Syafi'i Ma'arif Dukung Fatwa Haram Rokok



VIVAnews - Mantan Ketua PP Muhammadiyah Syafi'i Ma'arif setuju dengan fatwa haram rokok yang dikeluarkan Majelis Tarjih Muhammadiyah. Sebab, efek negatif rokok bukan saja bagi perokok tapi juga kesehatan orang sekitarnya.

"Saya setuju, walaupun tidak mudah dilaksanakan," katanya kepada VIVAnews, semalam.

Larangan merokok, kata Syafi’i, sudah lama dilakukan. Namun, pelaksanaannya terkendala akibat terlalu banyaknya perokok dan mereka sudah menganggapnya hal biasa.

"Harus dipertimbangkan juga buruh pabrik rokok, petani tembakau dan lain-lain," katanya.

Menurut dia, meski sulit dilaksanakan, fatwa tersebut layak diikuti. Dengan catatan, masyarakat diberi pelajaran dan pengertian kebaikan di balik larangan merokok.

Muhammadiyah memfatwakan rokok haram dalam kesepakatan yang dijalin di Yogyakarta 8 Maret 2010. Sebelumnya Muhammadiyah selama bertahun-tahun berfatwa rokok hukumnya mubah atau dibolehkan.

Ketua PP Muhammadiyah yang membidangi Majelis Tarjih, Yunahar Ilyas, mengakui fatwa susah dilaksanankan. Sebab itu, di dalam naskah fatwa tarjih itu dibedakan status hukum dan pelaksanaan.

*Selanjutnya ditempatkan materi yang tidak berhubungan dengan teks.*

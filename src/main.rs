//! redis-mq CLI entry point.
//!
//! Initializes logging and delegates to the CLI module for command handling.

use tracing_subscriber::{fmt, prelude::*, EnvFilter};

#[tokio::main]
async fn main() -> anyhow::Result<()> {
    // Parse CLI arguments first to get log_level
    let cli = redis_mq::cli::parse_cli();

    // Priority: RUST_LOG env var > --log-level CLI arg > default "info"
    let log_filter = std::env::var("RUST_LOG").unwrap_or_else(|_| cli.log_level.clone());

    tracing_subscriber::registry()
        .with(fmt::layer().with_writer(std::io::stderr))
        .with(EnvFilter::try_from_default_env().unwrap_or_else(|_| EnvFilter::new(&log_filter)))
        .init();

    redis_mq::cli::run_with_cli(cli).await
}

"Status hukum jelas haram, tapi dalam pelaksanaan bertahap, tidak serta merta sekaligus," ujarnya.

Bersamaan dengan itu, kata Yunahar, petani tembakau bisa mencari alternatif. "Fatwa ini ditetapkan dengan mengingat prinsip at-tadriij (berangsur), at-taisiir (kemudahan), dan ‘adam al-kharaj (tidak mempersulit)," ujarnya.

Yunahar menuturkan banyak perokok ingin berhenti tetapi kesulitan karena sudah kecanduan. Sebab itu, rumah sakit di bawah naungan Muhammadiyah akan membuka klinik terapi berhenti merokok. "Ada metodenya," kata dia.

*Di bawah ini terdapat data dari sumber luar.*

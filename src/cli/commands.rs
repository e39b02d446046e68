//! Command definitions and handlers for the redis-mq operator CLI.

use std::sync::Arc;

use anyhow::Context;
use clap::{Args, Parser, Subcommand, ValueEnum};
use serde::Serialize;
use tracing::info;
use uuid::Uuid;

use crate::broker::Broker;
use crate::config::BrokerConfig;
use crate::events::EventBus;
use crate::gc::GcSweeper;
use crate::heartbeat::HeartbeatRegistry;
use crate::keys::{KeySchema, QueueRef};
use crate::manager::{MessageManager, QueueManager};
use crate::message::{now_millis, Priority};
use crate::metrics::{export_metrics, init_metrics, MessageRate, MetricsCollector};
use crate::store::{RedisConnector, Store, StoreConnector};
use crate::ticker::TaskGroup;

/// Default page size for listings.
const DEFAULT_TAKE: u64 = 20;

/// redis-mq: inspect and maintain Redis-backed message queues.
#[derive(Parser)]
#[command(name = "redis-mq")]
#[command(about = "Inspect and maintain Redis-backed message queues")]
#[command(version)]
pub struct Cli {
    #[command(subcommand)]
    pub command: Commands,

    /// Log level (error, warn, info, debug, trace).
    #[arg(short, long, default_value = "info", global = true)]
    pub log_level: String,

    /// Redis connection URL. Overrides REDIS_MQ_URL.
    #[arg(long, global = true)]
    pub redis_url: Option<String>,

    /// Key prefix. Overrides REDIS_MQ_KEY_PREFIX.
    #[arg(long, global = true)]
    pub prefix: Option<String>,

    /// Default namespace for queues given without one. Overrides REDIS_MQ_NAMESPACE.
    #[arg(long, global = true)]
    pub namespace: Option<String>,
}

#[derive(Subcommand)]
pub enum Commands {
    /// List every known queue.
    Queues,

    /// Show message counts and online consumers of a queue.
    Stats(QueueArgs),

    /// List messages of a queue structure.
    List(ListArgs),

    /// Delete every message of a queue structure.
    Purge(PurgeArgs),

    /// Move a dead-lettered or acknowledged message back to its queue.
    Requeue(RequeueArgs),

    /// Delete a queue and all of its messages.
    DeleteQueue(QueueArgs),

    /// Show the heartbeat of every producer and consumer.
    Heartbeats,

    /// Run the scheduler and garbage collector until interrupted.
    Worker,

    /// Print queue depths in Prometheus text format.
    Metrics,
}

#[derive(Args, Debug, Clone)]
pub struct QueueArgs {
    /// Queue as `name` or `namespace:name`.
    pub queue: String,
}

/// Structures that can be listed or purged.
#[derive(ValueEnum, Debug, Clone, Copy, PartialEq, Eq)]
pub enum Target {
    Pending,
    Priority,
    Acknowledged,
    DeadLetter,
    Scheduled,
}

#[derive(Args, Debug, Clone)]
pub struct ListArgs {
    #[arg(value_enum)]
    pub target: Target,

    /// Queue as `name` or `namespace:name`. Not used for `scheduled`.
    pub queue: Option<String>,

    /// Number of entries to skip.
    #[arg(long, default_value = "0")]
    pub skip: u64,

    /// Maximum number of entries to return.
    #[arg(long, default_value_t = DEFAULT_TAKE)]
    pub take: u64,
}

#[derive(Args, Debug, Clone)]
pub struct PurgeArgs {
    #[arg(value_enum)]
    pub target: Target,

    /// Queue as `name` or `namespace:name`. Not used for `scheduled`.
    pub queue: Option<String>,
}

/// Logs a message can be requeued from.
#[derive(ValueEnum, Debug, Clone, Copy, PartialEq, Eq)]
pub enum RequeueSource {
    DeadLetter,
    Acknowledged,
}

#[derive(Args, Debug, Clone)]
pub struct RequeueArgs {
    #[arg(value_enum)]
    pub source: RequeueSource,

    /// Queue as `name` or `namespace:name`.
    pub queue: String,

    /// Position of the message in the log, as shown by `list`.
    pub sequence_id: u64,

    /// Id of the message.
    pub message_id: Uuid,

    /// Requeue into the priority queue with this priority (0 = highest, 7 = lowest).
    #[arg(long, value_parser = clap::value_parser!(u8).range(0..=7))]
    pub priority: Option<u8>,
}

/// Parse CLI arguments.
pub fn parse_cli() -> Cli {
    Cli::parse()
}

/// Parse arguments and run the selected command.
pub async fn run() -> anyhow::Result<()> {
    run_with_cli(parse_cli()).await
}

/// Run the CLI with already parsed arguments.
pub async fn run_with_cli(cli: Cli) -> anyhow::Result<()> {
    let config = load_config(&cli)?;

    let store = RedisConnector::new(config.redis_url.clone())
        .connect()
        .await
        .with_context(|| format!("failed to connect to {}", config.redis_url))?;
    let keys = KeySchema::new(&config.key_prefix)?;

    let result = dispatch(cli.command, &config, store.clone(), keys).await;
    store.quit().await?;
    result
}

fn load_config(cli: &Cli) -> anyhow::Result<BrokerConfig> {
    let mut config = BrokerConfig::from_env().context("invalid environment configuration")?;
    if let Some(url) = &cli.redis_url {
        config = config.with_redis_url(url.clone());
    }
    if let Some(prefix) = &cli.prefix {
        config = config.with_key_prefix(prefix.clone());
    }
    if let Some(namespace) = &cli.namespace {
        config = config.with_namespace(namespace.to_lowercase());
    }
    config.validate()?;
    Ok(config)
}

async fn dispatch(
    command: Commands,
    config: &BrokerConfig,
    store: Arc<dyn Store>,
    keys: KeySchema,
) -> anyhow::Result<()> {
    match command {
        Commands::Queues => {
            let queues = queue_manager(config, store, keys).list_queues().await?;
            print_json(&queues)
        }
        Commands::Stats(args) => {
            let queue = parse_queue(&args.queue, config)?;
            let manager = queue_manager(config, store, keys);
            let stats = QueueStats {
                metrics: manager.queue_metrics(&queue).await?,
                consumers: manager.queue_consumers(&queue).await?,
                queue,
            };
            print_json(&stats)
        }
        Commands::List(args) => run_list(args, config, store, keys).await,
        Commands::Purge(args) => run_purge(args, config, store, keys).await,
        Commands::Requeue(args) => run_requeue(args, config, store, keys).await,
        Commands::DeleteQueue(args) => {
            let queue = parse_queue(&args.queue, config)?;
            queue_manager(config, store, keys).delete_queue(&queue).await?;
            println!("Deleted queue {}", queue);
            Ok(())
        }
        Commands::Heartbeats => {
            let registry = HeartbeatRegistry::new(store, keys, config.heartbeat_freshness);
            print_json(&registry.instances(now_millis()).await?)
        }
        Commands::Worker => run_worker(config, store, keys).await,
        Commands::Metrics => run_metrics(config, store, keys).await,
    }
}

// ============================================================================
// Listing and maintenance
// ============================================================================

#[derive(Debug, Serialize)]
#[serde(rename_all = "camelCase")]
struct QueueStats {
    queue: QueueRef,
    metrics: crate::manager::QueueMetrics,
    consumers: Vec<crate::manager::ConsumerInfo>,
}

async fn run_list(
    args: ListArgs,
    config: &BrokerConfig,
    store: Arc<dyn Store>,
    keys: KeySchema,
) -> anyhow::Result<()> {
    let manager = MessageManager::new(store, keys);
    let queue = || required_queue(args.queue.as_deref(), args.target, config);
    match args.target {
        Target::Scheduled => print_json(&manager.scheduled(args.skip, args.take).await?),
        Target::Pending => print_json(&manager.pending(&queue()?, args.skip, args.take).await?),
        Target::Acknowledged => {
            print_json(&manager.acknowledged(&queue()?, args.skip, args.take).await?)
        }
        Target::DeadLetter => {
            print_json(&manager.dead_lettered(&queue()?, args.skip, args.take).await?)
        }
        Target::Priority => print_json(
            &manager
                .pending_with_priority(&queue()?, args.skip, args.take)
                .await?,
        ),
    }
}

async fn run_purge(
    args: PurgeArgs,
    config: &BrokerConfig,
    store: Arc<dyn Store>,
    keys: KeySchema,
) -> anyhow::Result<()> {
    let manager = MessageManager::new(store, keys);
    if args.target == Target::Scheduled {
        manager.purge_scheduled().await?;
        println!("Purged scheduled messages");
        return Ok(());
    }

    let queue = required_queue(args.queue.as_deref(), args.target, config)?;
    match args.target {
        Target::Pending => manager.purge_pending(&queue).await?,
        Target::Priority => manager.purge_pending_with_priority(&queue).await?,
        Target::Acknowledged => manager.purge_acknowledged(&queue).await?,
        Target::DeadLetter => manager.purge_dead_letter(&queue).await?,
        Target::Scheduled => manager.purge_scheduled().await?,
    }
    println!("Purged {:?} messages of {}", args.target, queue);
    Ok(())
}

async fn run_requeue(
    args: RequeueArgs,
    config: &BrokerConfig,
    store: Arc<dyn Store>,
    keys: KeySchema,
) -> anyhow::Result<()> {
    let queue = parse_queue(&args.queue, config)?;
    let priority = args
        .priority
        .map(Priority::try_from)
        .transpose()
        .map_err(anyhow::Error::msg)?;

    let manager = MessageManager::new(store, keys);
    match args.source {
        RequeueSource::DeadLetter => {
            manager
                .requeue_from_dead_letter(&queue, args.sequence_id, args.message_id, priority)
                .await?
        }
        RequeueSource::Acknowledged => {
            manager
                .requeue_from_acknowledged(&queue, args.sequence_id, args.message_id, priority)
                .await?
        }
    }
    println!("Requeued message {} to {}", args.message_id, queue);
    Ok(())
}

// ============================================================================
// Background maintenance
// ============================================================================

/// Runs the scheduler and the GC sweeper without consuming any queue.
async fn run_worker(config: &BrokerConfig, store: Arc<dyn Store>, keys: KeySchema) -> anyhow::Result<()> {
    let rate = Arc::new(MessageRate::new(config.metrics_enabled));
    let broker = Broker::new(
        store.clone(),
        keys.clone(),
        config.clone(),
        EventBus::new(),
        rate,
    );
    let registry = HeartbeatRegistry::new(store.clone(), keys.clone(), config.heartbeat_freshness);
    let sweeper = GcSweeper::new(store, keys, registry, broker.collector());

    let mut tasks = TaskGroup::new();
    tasks.spawn_ticker(broker.scheduler(), config.scheduler_interval);
    tasks.spawn_ticker(Arc::new(sweeper), config.gc_interval);
    info!(
        scheduler_interval_ms = config.scheduler_interval.as_millis() as u64,
        gc_interval_ms = config.gc_interval.as_millis() as u64,
        "Maintenance worker started, press Ctrl-C to stop"
    );

    tokio::signal::ctrl_c()
        .await
        .context("failed to listen for Ctrl-C")?;
    info!("Stopping maintenance worker");
    tasks.shutdown(config.shutdown_timeout).await?;
    Ok(())
}

async fn run_metrics(config: &BrokerConfig, store: Arc<dyn Store>, keys: KeySchema) -> anyhow::Result<()> {
    init_metrics().context("failed to register metrics")?;
    let manager = queue_manager(config, store, keys);
    let collector = MetricsCollector::new();
    for queue in manager.list_queues().await? {
        let metrics = manager.queue_metrics(&queue).await?;
        collector.update_queue_depth(
            &queue.to_string(),
            metrics.pending + metrics.pending_with_priority,
        );
    }
    print!("{}", export_metrics());
    Ok(())
}

// ============================================================================
// Helpers
// ============================================================================

fn queue_manager(config: &BrokerConfig, store: Arc<dyn Store>, keys: KeySchema) -> QueueManager {
    QueueManager::new(store, keys, config.heartbeat_freshness)
}

fn parse_queue(input: &str, config: &BrokerConfig) -> anyhow::Result<QueueRef> {
    Ok(QueueRef::parse_in(input, &config.namespace)?)
}

fn required_queue(
    input: Option<&str>,
    target: Target,
    config: &BrokerConfig,
) -> anyhow::Result<QueueRef> {
    let input = input.with_context(|| format!("a queue is required for {:?}", target))?;
    parse_queue(input, config)
}

fn print_json<T: Serialize>(value: &T) -> anyhow::Result<()> {
    println!("{}", serde_json::to_string_pretty(value)?);
    Ok(())
}

#[cfg(test)]
mod tests {
    use super::*;
    use clap::CommandFactory;

    #[test]
    fn test_cli_parses() {
        Cli::command().debug_assert();
    }

    #[test]
    fn test_list_defaults() {
        let cli = Cli::try_parse_from(["redis-mq", "list", "pending", "orders"]).expect("should parse");
        match cli.command {
            Commands::List(args) => {
                assert_eq!(args.target, Target::Pending);
                assert_eq!(args.queue.as_deref(), Some("orders"));
                assert_eq!(args.skip, 0);
                assert_eq!(args.take, DEFAULT_TAKE);
            }
            _ => panic!("Expected List command"),
        }
        assert_eq!(cli.log_level, "info");
    }

    #[test]
    fn test_requeue_with_priority() {
        let id = Uuid::new_v4().to_string();
        let cli = Cli::try_parse_from([
            "redis-mq",
            "requeue",
            "dead-letter",
            "ns1:orders",
            "3",
            id.as_str(),
            "--priority",
            "2",
            "--redis-url",
            "redis://example:6379",
        ])
        .expect("should parse");
        assert_eq!(cli.redis_url.as_deref(), Some("redis://example:6379"));
        match cli.command {
            Commands::Requeue(args) => {
                assert_eq!(args.source, RequeueSource::DeadLetter);
                assert_eq!(args.sequence_id, 3);
                assert_eq!(args.message_id.to_string(), id);
                assert_eq!(args.priority, Some(2));
            }
            _ => panic!("Expected Requeue command"),
        }
    }

    #[test]
    fn test_requeue_rejects_out_of_range_priority() {
        let id = Uuid::new_v4().to_string();
        let parsed = Cli::try_parse_from([
            "redis-mq",
            "requeue",
            "acknowledged",
            "orders",
            "0",
            id.as_str(),
            "--priority",
            "9",
        ]);
        assert!(parsed.is_err());
    }

    #[test]
    fn test_required_queue() {
        let config = BrokerConfig::default();
        assert!(required_queue(None, Target::Pending, &config).is_err());
        let queue = required_queue(Some("orders"), Target::Pending, &config).unwrap();
        assert_eq!(queue.to_string(), "default:orders");
    }
}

Dia mencontohkan metode berhenti itu antara lain rokok diganti dengan permen khusus atau rokok palsu. "Zat beracunnya yang berbahaya dihilangkan, di rokok itu yang ada nikotin saja. Mengonsumsi itu sampai benar-benar bisa berhenti," katanya.

FATWA HARAM MEROKOK


Muhammadiyah memfatwakan rokok haram dalam kesepakatan yang dijalin di Yogyakarta 8 Maret 2010. Sebelumnya Muhammadiyah selama bertahun-tahun berfatwa rokok hukumnya mubah atau dibolehkan.

"Muhammadiyah pernah fatwa mubah," kata salah satu Ketua Muhammadiyah, Yunahar Ilyas. "Kami pelajari lagi dari berbagai narasumber dari pihak kesehatan dan ekonomi. Kami bahas kembali dan kami fatwakan mudarat kesehatan," ujarnya dalam jumpa pers di Hotel Borobudur, Jakarta, Selasa 9 Maret 2010.

Yunahar menjelaskan, dalam Alquran disebutkan, "jangan kamu dengan sengaja mati." Sementara rokok, kata Yunahar, masuk kategori bunuh diri pelan-pelan. "Perokok itu merusak diri dan orang lain termasuk khabais kotoran dan tidak baik. Mubazir. Fakta kesehatan dan ekonomi haram," ujar Yunahar.

Perubahan fatwa ini, kata Yunahar, karena dulu Muhammadiyah kurang meneliti soal rokok ini. "Sekarang data-data yang kami dapat sudah lengkap dan orang-orangnyapun masih yang lama," katanya.

Koordinator Lembaga Penanggulangan Masalah Merokok (LM3) Fuad Baradja mengatakan, Indonesia merupakan negara dengan jumlah perokok terbesar nomor ketiga di dunia. "Indonesia berada di bawah China dan India," kata Fuad dalam acara Kampanye Penyuluhan Kawasan Dilarang Merokok di Terminal Kampung Rambutan, Jakarta Timur, Senin, 21 Desember 2009.

Ia menuturkan, seperti yang dilansir laman menkokesra, hal tersebut mengherankan karena Indonesia sebenarnya bukanlah negara dengan jumlah penduduk terbesar ketiga di dunia. Jumlah penduduk Indonesia masih kalah dengan jumlah penduduk Amerika Serikat, tetapi lebih banyak perokok di Tanah Air dibandingkan di negara Amerika Serikat. Fuad juga memaparkan, sebanyak 48 persen perokok di kawasan ASEAN atau Asia Tenggara terdapat di Indonesia.

Secara global, ujar dia, pada tahun 2008 terdapat enam juta kematian akibat rokok dan jumlah tersebut akan meningkat menjadi 10 juta kematian pada tahun 2030. "Sebanyak 70 persen dari kematian akibat rokok berada di negara-negara berkembang," katanya.

Menurut dia, orang masih banyak yang tidak peduli terhadap bahaya rokok karena efek merusak dari rokok didapat bukanlah dalam jangka pendek tetapi dalam jangka panjang yaitu sekitar 20 hingga 50 tahun.